___ Data excerpts

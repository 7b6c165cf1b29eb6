use rand_xoshiro::rand_core::SeedableRng;
use rand_xoshiro::Xoshiro256StarStar;
use totsu_boolrelax::prelude::*;
use totsu_boolrelax::*;

type La = FloatGeneric<f64>;

type ABoolLp = BoolLp<La>;
type ASolve = TotsuSolve<La>;

//

#[test]
fn test_sweep_random()
{
    let _ = env_logger::builder().is_test(true).try_init();

    let lp = ABoolLp::random(30, 10, &mut Xoshiro256StarStar::seed_from_u64(0));
    let s = ASolve::new().par(|p| {p.max_iter = Some(100_000)});

    let rlx = solve_relaxed(&lp, &s).unwrap();
    assert_eq!(rlx.status(), RelaxStatus::Optimal);

    let x_rlx = rlx.x().unwrap();
    assert_eq!(x_rlx.len(), 10);
    for &x in x_rlx {
        assert!((0. ..= 1.).contains(&x));
    }

    let thresholds: Vec<f64> = linspace_thresholds(11);
    let points = sweep(&lp, x_rlx, &thresholds, 0.).unwrap();
    assert_eq!(points.len(), 11);

    for (p, &t) in points.iter().zip(&thresholds) {
        assert_eq!(p.threshold, t);
        assert_eq!(p.feasible, lp.is_feasible(&p.x_hat));
        assert_eq!(p.feasible, p.max_violation <= 0.);

        // relaxed optimum is a lower bound of every feasible candidate
        if p.feasible {
            assert!(rlx.value() <= p.objective + 1e-3 * (1. + p.objective.abs()));
        }
    }

    // t = 0 selects everything, which violates A x <= A 1 / 2
    assert!(points[0].x_hat.iter().all(|&v| v == 1.));
    assert!(!points[0].feasible);

    match best_feasible(&points, Sense::Minimize) {
        Some(b) => {
            assert!(b.feasible);
            assert!(points.iter().filter(|p| p.feasible).all(|p| b.objective <= p.objective));
        },
        None => assert!(points.iter().all(|p| !p.feasible)),
    }
}

//

#[test]
fn test_sweep_invalid()
{
    let lp = ABoolLp::random(3, 2, &mut Xoshiro256StarStar::seed_from_u64(0));

    let rslt = sweep(&lp, &[0.2, 0.8], &[0.5, 2.0], 0.);
    assert_eq!(rslt.err(), Some(RelaxError::InvalidThreshold));
}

______

• [What to do] Nothing should appear in the answer except the lines from the one containing "for (p, &t)" to the end of the data above, reproduced exactly.

• [Written solution]
    for (p, &t) in points.iter().zip(&thresholds) {
        assert_eq!(p.threshold, t);
        assert_eq!(p.feasible, lp.is_feasible(&p.x_hat));
        assert_eq!(p.feasible, p.max_violation <= 0.);

        // relaxed optimum is a lower bound of every feasible candidate
        if p.feasible {
            assert!(rlx.value() <= p.objective + 1e-3 * (1. + p.objective.abs()));
        }
    }

    // t = 0 selects everything, which violates A x <= A 1 / 2
    assert!(points[0].x_hat.iter().all(|&v| v == 1.));
    assert!(!points[0].feasible);

    match best_feasible(&points, Sense::Minimize) {
        Some(b) => {
            assert!(b.feasible);
            assert!(points.iter().filter(|p| p.feasible).all(|p| b.objective <= p.objective));
        },
        None => assert!(points.iter().all(|p| !p.feasible)),
    }
}

//

#[test]
fn test_sweep_invalid()
{
    let lp = ABoolLp::random(3, 2, &mut Xoshiro256StarStar::seed_from_u64(0));

    let rslt = sweep(&lp, &[0.2, 0.8], &[0.5, 2.0], 0.);
    assert_eq!(rslt.err(), Some(RelaxError::InvalidThreshold));
}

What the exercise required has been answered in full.